** DATASET RECORDS follows **

//! Named-bucket blob storage
//!
//! Blobs are grouped into named buckets, each bucket a flat key -> bytes
//! map. Ships a file-backed implementation and an in-memory one for tests
//! and embedded use.

pub mod error;
pub mod file;
pub mod memory;
pub mod store;
pub mod types;

pub use error::{BlobStoreError, Result};
pub use file::FileBucketStore;
pub use memory::MemoryBucketStore;
pub use store::{BlobStore, Bucket};
pub use types::{BlobMeta, StoredBlob};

** End of DATASET RECORDS **

**TASK TO COMPLETE**
Your answer should be the full set of records, printed exactly.

**REPLY TO THE EXERCISE**
//! Named-bucket blob storage
//!
//! Blobs are grouped into named buckets, each bucket a flat key -> bytes
//! map. Ships a file-backed implementation and an in-memory one for tests
//! and embedded use.

pub mod error;
pub mod file;
pub mod memory;
pub mod store;
pub mod types;

pub use error::{BlobStoreError, Result};
pub use file::FileBucketStore;
pub use memory::MemoryBucketStore;
pub use store::{BlobStore, Bucket};
pub use types::{BlobMeta, StoredBlob};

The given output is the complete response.